SEC v. AR Capital, LLC
On July 16, 2019, the SEC announced (here) that it had charged AR Capital LLC (“AR Capital”), its founder Nicholas S. Schorsch (“Schorsch”), and its former Chief Financial Officer, Brian Block (“Block”), with wrongfully obtaining millions of dollars in connection with two separate mergers between real estate investment trusts (“REITs”) that were sponsored and externally managed by AR Capital. The defendants agreed to settle the matter by, among other things, agreeing to over $60 million in disgorgement, prejudgment interest and civil penalties.
According to the SEC’s complaint (here), between late 2012 and early 2014, AR Capital arranged for American Realty Capital Properties Inc. (“ARCP”), a publicly-traded REIT, to merge with two publicly-held, non-traded REITs. The SEC alleged that AR Capital, Schorsch, and Block, acting in breach of the relevant proxy disclosures, inflated an incentive fee in both mergers. As alleged, this improper calculation allowed them to obtain approximately 2.92 million additional ARCP operating partnership units as part of their incentive-based compensation. In addition, the SEC alleged that the defendants wrongfully obtained at least $7.27 million in unsupported charges from asset purchase and sale agreements entered into in connection with the mergers.

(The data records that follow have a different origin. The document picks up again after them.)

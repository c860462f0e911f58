use std::env;
use std::net::SocketAddr;
use std::str::FromStr;

use crate::error::ProcessorError;

/// Process configuration, loaded from the environment with an optional
/// `.env` fallback. All fields are defaulted; an explicitly-set value that
/// fails to parse is a `ProcessorError::Config`, surfaced at startup only.
#[derive(Debug, Clone)]
pub struct Config {
    pub window_size_seconds: u64,
    pub latency_p99_threshold_ms: f64,
    pub error_rate_threshold: f64,
    pub traffic_drop_threshold: f64,
    pub consecutive_windows_for_alert: u32,
    pub alert_cooldown_seconds: u64,
    pub detection_interval_messages: u64,
    pub poll_timeout_ms: u64,
    pub shutdown_flush_timeout_ms: u64,
    pub ingest_topic: String,
    pub alerts_topic: String,
    pub consumer_group: String,
    pub metrics_bind_addr: String,
    pub log_level: String,
}

impl Default for Config {
    fn default() -> Self {
        Self {
            window_size_seconds: 60,
            latency_p99_threshold_ms: 500.0,
            error_rate_threshold: 0.05,
            traffic_drop_threshold: 0.5,
            consecutive_windows_for_alert: 3,
            alert_cooldown_seconds: 300,
            detection_interval_messages: 10,
            poll_timeout_ms: 1000,
            shutdown_flush_timeout_ms: 10_000,
            ingest_topic: "metrics.raw".to_string(),
            alerts_topic: "alerts.fired".to_string(),
            consumer_group: "stream-processor-group".to_string(),
            metrics_bind_addr: "0.0.0.0:9090".to_string(),
            log_level: "info".to_string(),
        }
    }
}

impl Config {
    /// Loads configuration from the environment, applying a best-effort
    /// `.env` fallback first. A present-but-unparseable value aborts with
    /// `ProcessorError::Config`; an absent one falls back to the default.
    pub fn from_env() -> Result<Self, ProcessorError> {
        let _ = dotenvy::dotenv();
        let defaults = Self::default();

        Ok(Self {
            window_size_seconds: parse_env("WINDOW_SIZE_SECONDS", defaults.window_size_seconds)?,
            latency_p99_threshold_ms: parse_env(
                "LATENCY_P99_THRESHOLD_MS",
                defaults.latency_p99_threshold_ms,
            )?,
            error_rate_threshold: parse_env(
                "ERROR_RATE_THRESHOLD",
                defaults.error_rate_threshold,
            )?,
            traffic_drop_threshold: parse_env(
                "TRAFFIC_DROP_THRESHOLD",
                defaults.traffic_drop_threshold,
            )?,
            consecutive_windows_for_alert: parse_env(
                "CONSECUTIVE_WINDOWS_FOR_ALERT",
                defaults.consecutive_windows_for_alert,
            )?,
            alert_cooldown_seconds: parse_env(
                "ALERT_COOLDOWN_SECONDS",
                defaults.alert_cooldown_seconds,
            )?,
            detection_interval_messages: parse_env(
                "DETECTION_INTERVAL_MESSAGES",
                defaults.detection_interval_messages,
            )?,
            poll_timeout_ms: parse_env("POLL_TIMEOUT_MS", defaults.poll_timeout_ms)?,
            shutdown_flush_timeout_ms: parse_env(
                "SHUTDOWN_FLUSH_TIMEOUT_MS",
                defaults.shutdown_flush_timeout_ms,
            )?,
            ingest_topic: env::var("INGEST_TOPIC").unwrap_or(defaults.ingest_topic),
            alerts_topic: env::var("ALERTS_TOPIC").unwrap_or(defaults.alerts_topic),
            consumer_group: env::var("CONSUMER_GROUP").unwrap_or(defaults.consumer_group),
            metrics_bind_addr: parse_metrics_bind_addr(&defaults.metrics_bind_addr)?,
            log_level: env::var("LOG_LEVEL").unwrap_or(defaults.log_level),
        })
    }
}

fn parse_env<T: FromStr>(name: &str, default: T) -> Result<T, ProcessorError> {
    match env::var(name) {
        Ok(raw) => raw.parse::<T>().map_err(|_| ProcessorError::Config {
            field: name.to_string(),
            reason: format!("could not parse {raw:?}"),
        }),
        Err(_) => Ok(default),
    }
}

/// `metrics_bind_addr` is only ever consumed by the external scrape-endpoint
/// collaborator, but a malformed value is still validated here (parsed as a
/// `SocketAddr`) so it fails fast at this process's startup rather than
/// surfacing as a confusing bind error in the collaborator later.
fn parse_metrics_bind_addr(default: &str) -> Result<String, ProcessorError> {
    match env::var("METRICS_BIND_ADDR") {
        Ok(raw) => raw
            .parse::<SocketAddr>()
            .map(|addr| addr.to_string())
            .map_err(|_| ProcessorError::Config {
                field: "METRICS_BIND_ADDR".to_string(),
                reason: format!("could not parse {raw:?} as a socket address"),
            }),
        Err(_) => Ok(default.to_string()),
    }
}
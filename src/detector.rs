use std::collections::HashMap;

use tracing::warn;

use crate::config::Config;
use crate::rules::{HighErrorRate, HighLatencyP99, Rule, RuleViolation, TrafficDrop};
use crate::window::WindowStore;

/// Orchestrates the rule set over every known service's window, applying
/// consecutive-window confirmation before surfacing a violation.
///
/// The confirmation counter is keyed by `(service, rule_name)`, incremented
/// on every firing evaluation and reset to zero the moment a rule stops
/// firing. A violation is only surfaced once the counter reaches
/// `consecutive_windows_for_alert`; this guards against transient spikes at
/// the cost of a few cycles of detection lag.
pub struct AnomalyDetector {
    rules: Vec<Box<dyn Rule>>,
    consecutive: HashMap<(String, &'static str), u32>,
    required_consecutive: u32,
}

impl AnomalyDetector {
    pub fn new(config: &Config) -> Self {
        let rules: Vec<Box<dyn Rule>> = vec![
            Box::new(HighLatencyP99::new(config.latency_p99_threshold_ms)),
            Box::new(HighErrorRate::new(config.error_rate_threshold)),
            Box::new(TrafficDrop::new(
                config.traffic_drop_threshold,
                config.window_size_seconds,
            )),
        ];
        Self {
            rules,
            consecutive: HashMap::new(),
            required_consecutive: config.consecutive_windows_for_alert,
        }
    }

    /// Runs every rule against every known service's window once. Returns
    /// the violations confirmed this cycle; ordering is not a contract.
    pub fn detect(&mut self, store: &WindowStore) -> Vec<RuleViolation> {
        let mut surfaced = Vec::new();

        for service in store.list_services() {
            let window = match store.get_window(&service) {
                Some(w) => w,
                None => continue,
            };

            for rule in self.rules.iter_mut() {
                let key = (service.clone(), rule.name());
                match rule.evaluate(&service, window) {
                    Some(violation) => {
                        let count = self.consecutive.entry(key).or_insert(0);
                        *count += 1;
                        if *count >= self.required_consecutive {
                            warn!(
                                rule = violation.rule_name,
                                service = %violation.service,
                                value = violation.value,
                                threshold = violation.threshold,
                                consecutive_windows = *count,
                                "anomaly detected"
                            );
                            surfaced.push(violation);
                        }
                    }
                    None => {
                        self.consecutive.insert(key, 0);
                    }
                }
            }
        }

        surfaced
    }
}
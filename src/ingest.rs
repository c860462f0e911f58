use std::sync::Arc;
use std::time::Duration;

use serde::Deserialize;
use tokio_util::sync::CancellationToken;
use tracing::{info, warn};

use crate::alerts::AlertPublisher;
use crate::bus::{BusMessage, EventConsumer, EventProducer};
use crate::config::Config;
use crate::detector::AnomalyDetector;
use crate::metrics::MetricsRegistry;
use crate::window::WindowStore;

/// Lifecycle of the ingest loop. `stop()` is idempotent: it only has an
/// effect from `Running`, transitioning it to `Draining`.
#[derive(Debug, Clone, Copy, PartialEq, Eq)]
pub enum LoopState {
    Idle,
    Subscribed,
    Running,
    Draining,
    Closed,
}

/// The inbound event JSON. `service`, `latency_ms`, `error` drive window
/// recording and detection; `endpoint`, `region`, `status_code` have no
/// bearing on detection but are carried through to label the scrape-endpoint
/// collectors, which are keyed by all six. Unknown fields are ignored;
/// missing fields fall back to the documented defaults.
#[derive(Debug, Deserialize)]
struct InboundEvent {
    #[serde(default = "default_service")]
    service: String,
    #[serde(default)]
    latency_ms: f64,
    #[serde(default)]
    error: bool,
    #[serde(default = "default_endpoint")]
    endpoint: String,
    #[serde(default = "default_region")]
    region: String,
    #[serde(default)]
    status_code: u16,
}

fn default_service() -> String {
    "unknown".to_string()
}

fn default_endpoint() -> String {
    "unknown".to_string()
}

fn default_region() -> String {
    "unknown".to_string()
}

/// Consumes from the ingest topic, records samples, and periodically
/// triggers detection and publishing. Runs as a single task — the Window
/// Store, Confirmation Tracker, and Active Alerts are all owned exclusively
/// here, so no locking is needed around them.
pub struct IngestLoop<C: EventConsumer, P: EventProducer> {
    config: Config,
    consumer: C,
    store: WindowStore,
    detector: AnomalyDetector,
    publisher: AlertPublisher<P>,
    metrics: Arc<MetricsRegistry>,
    state: LoopState,
    processed_count: u64,
    cancel: CancellationToken,
}

impl<C: EventConsumer, P: EventProducer> IngestLoop<C, P> {
    pub fn new(config: Config, consumer: C, producer: P, metrics: Arc<MetricsRegistry>) -> Self {
        let detector = AnomalyDetector::new(&config);
        let store = WindowStore::new(config.window_size_seconds);
        let publisher = AlertPublisher::new(
            producer,
            config.alerts_topic.clone(),
            config.alert_cooldown_seconds,
        );
        Self {
            config,
            consumer,
            store,
            detector,
            publisher,
            metrics,
            state: LoopState::Idle,
            processed_count: 0,
            cancel: CancellationToken::new(),
        }
    }

    pub fn state(&self) -> LoopState {
        self.state
    }

    /// A clone of this loop's cancellation token, suitable for wiring to a
    /// signal handler in the binary entry point.
    pub fn cancellation_token(&self) -> CancellationToken {
        self.cancel.clone()
    }

    /// Requests shutdown. Idempotent; has no effect unless currently
    /// `Running`.
    pub fn stop(&mut self) {
        if self.state == LoopState::Running {
            self.state = LoopState::Draining;
            self.cancel.cancel();
        }
    }

    /// Subscribes and runs until cancelled. Consumes `self` because the
    /// loop owns all mutable state for its lifetime.
    pub async fn run(mut self) {
        self.state = LoopState::Subscribed;
        self.state = LoopState::Running;
        info!(
            topic = %self.config.ingest_topic,
            consumer_group = %self.config.consumer_group,
            "stream processor started"
        );

        let poll_timeout = Duration::from_millis(self.config.poll_timeout_ms);

        loop {
            if self.cancel.is_cancelled() {
                break;
            }

            let polled = tokio::select! {
                _ = self.cancel.cancelled() => break,
                result = self.consumer.poll(poll_timeout) => result,
            };

            match polled {
                Ok(Some(message)) => {
                    self.process_message(message).await;
                    if let Err(e) = self.consumer.commit().await {
                        warn!(error = %e, "failed to commit consumer offset");
                    }
                }
                Ok(None) => continue, // poll timeout or end-of-partition; not an error
                Err(e) => {
                    let err = crate::error::ProcessorError::FatalBus {
                        reason: e.to_string(),
                    };
                    warn!(error = %err, "consumer lost subscription, escalating to shutdown");
                    break;
                }
            }
        }

        // Reached regardless of whether cancellation, a fatal bus error, or
        // a stop() call triggered the exit from the poll loop.
        self.state = LoopState::Draining;
        self.shutdown().await;
    }

    async fn process_message(&mut self, message: BusMessage) {
        let event: InboundEvent = match serde_json::from_slice(&message.payload) {
            Ok(event) => event,
            Err(e) => {
                let err = crate::error::ProcessorError::Decode {
                    reason: e.to_string(),
                };
                warn!(error = %err, "failed to decode message, skipping");
                self.metrics.decode_errors_total.inc();
                return;
            }
        };

        let truncated_before = self
            .store
            .get_window(&event.service)
            .map(|w| w.truncated_count())
            .unwrap_or(0);

        self.store
            .record(&event.service, event.latency_ms, event.error);

        if let Some(window) = self.store.get_window(&event.service) {
            if window.truncated_count() > truncated_before {
                self.metrics
                    .windows_truncated_total
                    .with_label_values(&[&event.service])
                    .inc();
            }
        }

        let status_code = event.status_code.to_string();
        self.metrics
            .requests_total
            .with_label_values(&[&event.service, &event.endpoint, &event.region, &status_code])
            .inc();
        self.metrics
            .request_latency_ms
            .with_label_values(&[&event.service, &event.endpoint, &event.region])
            .observe(event.latency_ms);
        if event.error {
            self.metrics
                .errors_total
                .with_label_values(&[&event.service, &event.endpoint, &event.region])
                .inc();
        }
        self.metrics
            .active_services
            .set(self.store.list_services().len() as i64);

        self.processed_count += 1;

        if self.processed_count % 1000 == 0 {
            info!(count = self.processed_count, "processed events");
        }

        if self.processed_count % self.config.detection_interval_messages == 0 {
            let violations = self.detector.detect(&self.store);
            for violation in &violations {
                self.publisher.publish(violation).await;
            }
        }
    }

    async fn shutdown(mut self) {
        info!(total_processed = self.processed_count, "shutting down stream processor");
        let _ = self.consumer.close().await;
        let flush_timeout = Duration::from_millis(self.config.shutdown_flush_timeout_ms);
        if tokio::time::timeout(flush_timeout, self.publisher.flush())
            .await
            .is_err()
        {
            warn!("publisher flush exceeded shutdown timeout");
        }
        self.state = LoopState::Closed;
    }
}

#[cfg(test)]
mod tests {
    use super::*;
    use crate::bus::InMemoryBus;

    fn test_config() -> Config {
        Config {
            detection_interval_messages: 2,
            consecutive_windows_for_alert: 1,
            poll_timeout_ms: 20,
            ..Config::default()
        }
    }

    #[tokio::test]
    async fn malformed_message_is_skipped_and_counted() {
        let bus = InMemoryBus::new();
        let config = test_config();
        let metrics = Arc::new(MetricsRegistry::new());
        let mut loop_ = IngestLoop::new(config, bus.consumer(), bus.producer(), metrics.clone());

        loop_
            .process_message(BusMessage {
                key: "x".to_string(),
                payload: b"not json".to_vec(),
            })
            .await;

        assert_eq!(metrics.decode_errors_total.get(), 1);
        assert!(loop_.store.list_services().is_empty());
    }

    #[tokio::test]
    async fn valid_message_is_recorded_and_metrics_updated() {
        let bus = InMemoryBus::new();
        let config = test_config();
        let metrics = Arc::new(MetricsRegistry::new());
        let mut loop_ = IngestLoop::new(config, bus.consumer(), bus.producer(), metrics);

        loop_
            .process_message(BusMessage {
                key: "api".to_string(),
                payload: br#"{"service":"api","latency_ms":120.5,"error":false}"#.to_vec(),
            })
            .await;

        assert_eq!(loop_.store.get_window("api").unwrap().len(), 1);
    }

    #[tokio::test]
    async fn missing_fields_use_documented_defaults() {
        let config = test_config();
        let metrics = Arc::new(MetricsRegistry::new());
        let bus = InMemoryBus::new();
        let mut loop_ = IngestLoop::new(config, bus.consumer(), bus.producer(), metrics);

        loop_
            .process_message(BusMessage {
                key: "x".to_string(),
                payload: b"{}".to_vec(),
            })
            .await;

        assert!(loop_.store.get_window("unknown").is_some());
    }

    #[tokio::test]
    async fn run_reaches_closed_when_cancelled_via_raw_token() {
        // Mirrors how main.rs shuts down: it cancels the cloned token
        // directly rather than calling stop(), because run() already
        // consumed the loop by the time a signal arrives. Draining must
        // still be entered on this path, not just when stop() is called.
        let config = test_config();
        let metrics = Arc::new(MetricsRegistry::new());
        let bus = InMemoryBus::new();
        let loop_ = IngestLoop::new(config, bus.consumer(), bus.producer(), metrics);
        let token = loop_.cancellation_token();

        let handle = tokio::spawn(loop_.run());
        token.cancel();

        tokio::time::timeout(Duration::from_secs(1), handle)
            .await
            .expect("run() should complete promptly after cancellation")
            .expect("run() task should not panic");
    }

    #[tokio::test]
    async fn stop_is_idempotent() {
        let config = test_config();
        let metrics = Arc::new(MetricsRegistry::new());
        let bus = InMemoryBus::new();
        let mut loop_ = IngestLoop::new(config, bus.consumer(), bus.producer(), metrics);
        loop_.state = LoopState::Running;
        loop_.stop();
        assert_eq!(loop_.state(), LoopState::Draining);
        loop_.stop(); // no-op from Draining
        assert_eq!(loop_.state(), LoopState::Draining);
    }
}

“REIT managers and their professionals have an obligation to tell the truth when making disclosures to shareholders about their compensation,” said Marc P. Berger, Director of the SEC’s New York Regional Office. “As we allege in our complaint, AR Capital and its partners Schorsch and Block failed to do so and benefitted themselves greatly at the expense of shareholders.”
The SEC’s complaint, filed in the United States District Court for the Southern District of New York, charged AR Capital and Block with violating the antifraud provisions of Section 17(a) of the Securities Act of 1933 and Section 10(b) of the Securities Exchange Act of 1934 and Rule 10b-5(b) promulgated thereunder, and falsifying books and records of ARCP. The complaint charged Schorsch with negligently violating the antifraud provisions of Sections 17(a)(2) and (3) of the Securities Act of 1933, as well as books and records violations.
Without admitting or denying the allegations in the complaint, AR Capital, Schorsch, and Block consented to entry of a final judgment that imposed permanent injunctions from violations of the charged provisions; ordered combined disgorgement and prejudgment interest on a joint-and-several basis of over $39 million, which included cash and the return of the wrongfully obtained ARCP operating partnership units; and imposed civil penalties of $14 million against AR Capital, $7 million against Schorsch, and $750,000 against Block. The settlements are subject to court approval.